▶ What to do
Both the line below containing "(status, Json(body)).into_response()" and the line containing "#[derive(Debug, Clone, PartialEq, Eq)]", along with every line between them, should be repeated exactly; no other line belongs in the answer.

——

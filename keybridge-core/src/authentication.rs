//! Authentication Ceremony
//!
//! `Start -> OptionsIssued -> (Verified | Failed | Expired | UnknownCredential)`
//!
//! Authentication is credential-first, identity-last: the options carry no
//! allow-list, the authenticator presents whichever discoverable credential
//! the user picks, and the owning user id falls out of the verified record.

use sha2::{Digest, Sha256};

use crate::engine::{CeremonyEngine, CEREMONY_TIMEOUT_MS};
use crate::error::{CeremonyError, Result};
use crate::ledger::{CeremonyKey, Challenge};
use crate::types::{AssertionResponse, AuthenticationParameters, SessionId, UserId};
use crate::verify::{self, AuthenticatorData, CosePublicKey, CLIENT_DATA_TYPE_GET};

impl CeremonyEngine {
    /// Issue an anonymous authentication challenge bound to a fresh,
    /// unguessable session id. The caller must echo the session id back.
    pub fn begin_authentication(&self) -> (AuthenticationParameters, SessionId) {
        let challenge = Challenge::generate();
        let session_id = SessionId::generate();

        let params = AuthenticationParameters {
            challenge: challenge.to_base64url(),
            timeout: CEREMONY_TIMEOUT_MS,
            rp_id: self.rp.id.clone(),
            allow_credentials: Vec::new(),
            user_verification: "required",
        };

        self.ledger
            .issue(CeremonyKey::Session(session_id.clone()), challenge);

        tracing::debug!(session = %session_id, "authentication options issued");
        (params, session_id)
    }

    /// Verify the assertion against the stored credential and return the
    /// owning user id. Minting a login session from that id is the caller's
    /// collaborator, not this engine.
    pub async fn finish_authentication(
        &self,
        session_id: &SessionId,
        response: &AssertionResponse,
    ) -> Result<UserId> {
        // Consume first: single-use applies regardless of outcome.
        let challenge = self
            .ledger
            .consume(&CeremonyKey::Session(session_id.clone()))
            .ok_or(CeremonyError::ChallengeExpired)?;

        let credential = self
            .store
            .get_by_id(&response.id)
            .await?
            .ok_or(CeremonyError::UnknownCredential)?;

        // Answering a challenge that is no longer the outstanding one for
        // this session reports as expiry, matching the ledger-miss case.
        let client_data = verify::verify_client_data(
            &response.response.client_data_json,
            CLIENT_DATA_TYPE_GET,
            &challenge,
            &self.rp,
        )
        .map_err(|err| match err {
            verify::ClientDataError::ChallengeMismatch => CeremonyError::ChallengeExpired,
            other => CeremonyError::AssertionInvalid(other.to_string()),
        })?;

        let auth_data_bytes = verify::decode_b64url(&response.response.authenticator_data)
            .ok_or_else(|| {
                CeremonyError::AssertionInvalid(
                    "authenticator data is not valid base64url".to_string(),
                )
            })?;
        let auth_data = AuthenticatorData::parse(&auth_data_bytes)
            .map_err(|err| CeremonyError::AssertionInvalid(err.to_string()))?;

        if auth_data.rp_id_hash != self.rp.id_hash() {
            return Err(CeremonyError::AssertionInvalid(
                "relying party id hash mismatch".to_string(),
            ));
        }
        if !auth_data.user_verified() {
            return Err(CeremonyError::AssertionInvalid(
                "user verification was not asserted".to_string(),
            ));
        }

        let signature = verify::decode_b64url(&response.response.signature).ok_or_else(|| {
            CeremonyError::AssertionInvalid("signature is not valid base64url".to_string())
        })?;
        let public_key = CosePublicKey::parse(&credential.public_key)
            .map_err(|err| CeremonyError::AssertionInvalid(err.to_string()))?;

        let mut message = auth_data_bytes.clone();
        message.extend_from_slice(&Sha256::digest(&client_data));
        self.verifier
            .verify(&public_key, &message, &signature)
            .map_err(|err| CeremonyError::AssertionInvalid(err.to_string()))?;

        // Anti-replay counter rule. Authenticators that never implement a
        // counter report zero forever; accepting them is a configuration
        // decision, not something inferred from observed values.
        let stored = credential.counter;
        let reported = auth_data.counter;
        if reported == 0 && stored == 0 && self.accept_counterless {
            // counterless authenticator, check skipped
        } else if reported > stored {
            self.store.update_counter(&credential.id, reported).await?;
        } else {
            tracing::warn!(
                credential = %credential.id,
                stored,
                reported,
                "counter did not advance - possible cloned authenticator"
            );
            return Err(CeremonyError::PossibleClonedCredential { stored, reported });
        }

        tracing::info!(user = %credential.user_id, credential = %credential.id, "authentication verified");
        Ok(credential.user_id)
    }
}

——

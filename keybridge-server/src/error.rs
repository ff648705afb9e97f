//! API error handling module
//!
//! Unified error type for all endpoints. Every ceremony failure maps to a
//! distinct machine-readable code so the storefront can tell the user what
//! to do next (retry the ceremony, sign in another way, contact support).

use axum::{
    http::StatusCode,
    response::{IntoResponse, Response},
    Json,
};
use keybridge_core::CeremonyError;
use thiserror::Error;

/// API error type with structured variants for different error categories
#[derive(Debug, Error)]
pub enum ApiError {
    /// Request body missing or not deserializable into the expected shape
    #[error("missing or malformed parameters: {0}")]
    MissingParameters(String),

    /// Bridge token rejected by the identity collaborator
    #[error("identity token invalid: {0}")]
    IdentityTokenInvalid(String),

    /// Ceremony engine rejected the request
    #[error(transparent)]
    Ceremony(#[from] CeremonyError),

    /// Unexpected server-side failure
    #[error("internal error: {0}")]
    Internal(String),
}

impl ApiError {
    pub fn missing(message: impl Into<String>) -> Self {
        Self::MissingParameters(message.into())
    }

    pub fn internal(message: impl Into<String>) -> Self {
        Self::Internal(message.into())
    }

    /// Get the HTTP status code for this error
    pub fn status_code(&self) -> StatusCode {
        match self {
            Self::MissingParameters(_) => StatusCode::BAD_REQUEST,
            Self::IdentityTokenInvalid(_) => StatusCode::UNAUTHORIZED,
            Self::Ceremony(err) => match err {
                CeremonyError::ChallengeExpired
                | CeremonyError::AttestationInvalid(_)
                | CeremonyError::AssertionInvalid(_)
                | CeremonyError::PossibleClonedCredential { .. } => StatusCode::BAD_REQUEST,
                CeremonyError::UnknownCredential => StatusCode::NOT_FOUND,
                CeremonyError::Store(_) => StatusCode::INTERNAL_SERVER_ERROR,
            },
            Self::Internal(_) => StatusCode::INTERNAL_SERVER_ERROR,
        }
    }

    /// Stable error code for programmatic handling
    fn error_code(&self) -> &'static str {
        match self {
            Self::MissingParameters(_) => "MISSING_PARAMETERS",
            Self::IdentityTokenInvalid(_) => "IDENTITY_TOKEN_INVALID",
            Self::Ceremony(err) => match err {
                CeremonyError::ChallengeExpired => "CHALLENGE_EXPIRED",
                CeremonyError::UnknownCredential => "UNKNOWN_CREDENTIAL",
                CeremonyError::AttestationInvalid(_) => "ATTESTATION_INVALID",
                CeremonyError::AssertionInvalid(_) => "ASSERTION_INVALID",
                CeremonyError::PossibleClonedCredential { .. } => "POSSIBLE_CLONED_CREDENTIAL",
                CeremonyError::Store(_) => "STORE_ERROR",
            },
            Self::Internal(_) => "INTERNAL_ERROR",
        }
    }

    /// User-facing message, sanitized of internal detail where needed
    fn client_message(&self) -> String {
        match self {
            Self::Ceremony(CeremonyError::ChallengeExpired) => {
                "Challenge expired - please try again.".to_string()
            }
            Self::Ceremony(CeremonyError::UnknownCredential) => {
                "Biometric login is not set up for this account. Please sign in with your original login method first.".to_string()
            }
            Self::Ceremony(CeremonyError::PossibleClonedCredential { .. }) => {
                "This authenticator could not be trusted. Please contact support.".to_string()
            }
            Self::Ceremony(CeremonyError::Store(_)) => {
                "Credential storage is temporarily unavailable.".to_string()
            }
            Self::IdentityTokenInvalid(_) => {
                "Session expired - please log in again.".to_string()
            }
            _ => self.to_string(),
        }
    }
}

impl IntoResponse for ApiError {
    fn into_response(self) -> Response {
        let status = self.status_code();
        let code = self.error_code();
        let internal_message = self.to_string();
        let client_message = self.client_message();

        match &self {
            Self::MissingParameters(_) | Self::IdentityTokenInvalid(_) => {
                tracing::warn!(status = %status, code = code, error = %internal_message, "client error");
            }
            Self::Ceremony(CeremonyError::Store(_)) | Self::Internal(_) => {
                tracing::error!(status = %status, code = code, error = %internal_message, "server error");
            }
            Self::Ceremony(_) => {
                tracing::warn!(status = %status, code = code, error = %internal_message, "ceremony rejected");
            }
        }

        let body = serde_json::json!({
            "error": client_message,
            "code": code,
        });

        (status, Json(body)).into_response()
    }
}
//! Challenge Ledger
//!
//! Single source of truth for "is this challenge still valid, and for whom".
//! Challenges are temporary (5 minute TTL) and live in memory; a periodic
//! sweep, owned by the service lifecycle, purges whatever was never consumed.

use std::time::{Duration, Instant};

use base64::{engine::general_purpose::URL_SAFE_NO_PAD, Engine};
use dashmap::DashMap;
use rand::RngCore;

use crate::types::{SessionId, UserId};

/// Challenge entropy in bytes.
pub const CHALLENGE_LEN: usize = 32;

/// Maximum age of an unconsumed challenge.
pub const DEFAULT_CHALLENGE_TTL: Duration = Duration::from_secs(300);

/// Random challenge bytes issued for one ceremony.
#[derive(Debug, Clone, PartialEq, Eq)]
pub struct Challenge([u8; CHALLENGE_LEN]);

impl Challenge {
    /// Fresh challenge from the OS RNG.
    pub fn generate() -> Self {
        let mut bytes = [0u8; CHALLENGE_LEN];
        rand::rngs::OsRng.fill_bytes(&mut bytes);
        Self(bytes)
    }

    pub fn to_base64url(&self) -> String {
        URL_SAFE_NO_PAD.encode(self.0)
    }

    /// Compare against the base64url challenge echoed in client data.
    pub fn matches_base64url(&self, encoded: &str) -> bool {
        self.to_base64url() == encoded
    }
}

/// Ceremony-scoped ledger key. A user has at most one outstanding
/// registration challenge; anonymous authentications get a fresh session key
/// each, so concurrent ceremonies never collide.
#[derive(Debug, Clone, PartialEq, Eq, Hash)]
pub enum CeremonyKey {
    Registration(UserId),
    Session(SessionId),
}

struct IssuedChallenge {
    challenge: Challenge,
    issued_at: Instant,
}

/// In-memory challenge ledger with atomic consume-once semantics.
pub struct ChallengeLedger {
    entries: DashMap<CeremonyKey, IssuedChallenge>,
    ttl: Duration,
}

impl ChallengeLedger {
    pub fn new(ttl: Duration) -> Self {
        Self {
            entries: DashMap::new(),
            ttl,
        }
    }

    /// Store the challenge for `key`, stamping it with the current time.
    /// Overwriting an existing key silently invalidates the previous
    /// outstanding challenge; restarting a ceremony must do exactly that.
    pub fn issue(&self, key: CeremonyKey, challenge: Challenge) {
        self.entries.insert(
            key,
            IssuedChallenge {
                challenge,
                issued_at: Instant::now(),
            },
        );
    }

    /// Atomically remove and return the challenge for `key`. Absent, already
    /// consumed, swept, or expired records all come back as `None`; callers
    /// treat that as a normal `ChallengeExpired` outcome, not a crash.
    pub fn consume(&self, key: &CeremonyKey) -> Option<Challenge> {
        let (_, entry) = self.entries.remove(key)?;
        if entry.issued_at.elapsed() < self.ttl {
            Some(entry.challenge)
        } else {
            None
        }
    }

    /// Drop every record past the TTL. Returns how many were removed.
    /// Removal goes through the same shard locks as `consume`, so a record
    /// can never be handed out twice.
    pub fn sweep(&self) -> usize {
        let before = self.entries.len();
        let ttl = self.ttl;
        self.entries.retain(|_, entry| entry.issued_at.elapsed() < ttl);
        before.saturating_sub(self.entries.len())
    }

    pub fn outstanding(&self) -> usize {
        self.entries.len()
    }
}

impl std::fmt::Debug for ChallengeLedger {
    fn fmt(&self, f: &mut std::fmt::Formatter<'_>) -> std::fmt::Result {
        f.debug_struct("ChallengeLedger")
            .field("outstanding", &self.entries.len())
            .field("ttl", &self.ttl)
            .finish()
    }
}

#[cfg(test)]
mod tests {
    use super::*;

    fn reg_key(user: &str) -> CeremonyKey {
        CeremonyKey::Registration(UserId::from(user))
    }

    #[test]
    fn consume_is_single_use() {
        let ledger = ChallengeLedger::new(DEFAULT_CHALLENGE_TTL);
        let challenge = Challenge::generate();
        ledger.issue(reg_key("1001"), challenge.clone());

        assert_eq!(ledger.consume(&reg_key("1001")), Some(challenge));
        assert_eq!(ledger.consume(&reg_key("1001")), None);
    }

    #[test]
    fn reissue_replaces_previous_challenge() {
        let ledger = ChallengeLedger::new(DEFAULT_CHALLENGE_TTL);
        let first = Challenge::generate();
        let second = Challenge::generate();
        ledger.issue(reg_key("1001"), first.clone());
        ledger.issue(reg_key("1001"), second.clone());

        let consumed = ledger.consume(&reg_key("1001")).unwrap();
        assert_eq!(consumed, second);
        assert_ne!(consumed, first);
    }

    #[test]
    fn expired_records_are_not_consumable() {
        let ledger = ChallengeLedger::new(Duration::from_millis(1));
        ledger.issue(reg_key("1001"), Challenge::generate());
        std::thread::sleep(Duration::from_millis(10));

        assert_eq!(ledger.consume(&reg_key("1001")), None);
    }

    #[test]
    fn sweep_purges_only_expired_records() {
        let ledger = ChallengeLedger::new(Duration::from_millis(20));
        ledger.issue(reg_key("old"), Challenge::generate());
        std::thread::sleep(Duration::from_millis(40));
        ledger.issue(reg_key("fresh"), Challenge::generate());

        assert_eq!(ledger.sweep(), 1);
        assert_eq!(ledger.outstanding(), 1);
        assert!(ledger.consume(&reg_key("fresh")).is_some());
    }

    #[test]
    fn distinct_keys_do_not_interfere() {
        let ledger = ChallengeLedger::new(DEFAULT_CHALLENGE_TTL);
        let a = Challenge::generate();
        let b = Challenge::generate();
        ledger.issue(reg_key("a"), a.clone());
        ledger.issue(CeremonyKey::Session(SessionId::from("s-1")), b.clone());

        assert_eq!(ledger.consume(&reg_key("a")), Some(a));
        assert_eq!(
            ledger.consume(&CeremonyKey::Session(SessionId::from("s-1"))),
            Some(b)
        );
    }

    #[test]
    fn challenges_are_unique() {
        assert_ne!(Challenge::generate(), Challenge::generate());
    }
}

——

▶ Response box
        (status, Json(body)).into_response()
    }
}
//! Challenge Ledger
//!
//! Single source of truth for "is this challenge still valid, and for whom".
//! Challenges are temporary (5 minute TTL) and live in memory; a periodic
//! sweep, owned by the service lifecycle, purges whatever was never consumed.

use std::time::{Duration, Instant};

use base64::{engine::general_purpose::URL_SAFE_NO_PAD, Engine};
use dashmap::DashMap;
use rand::RngCore;

use crate::types::{SessionId, UserId};

/// Challenge entropy in bytes.
pub const CHALLENGE_LEN: usize = 32;

/// Maximum age of an unconsumed challenge.
pub const DEFAULT_CHALLENGE_TTL: Duration = Duration::from_secs(300);

/// Random challenge bytes issued for one ceremony.
#[derive(Debug, Clone, PartialEq, Eq)]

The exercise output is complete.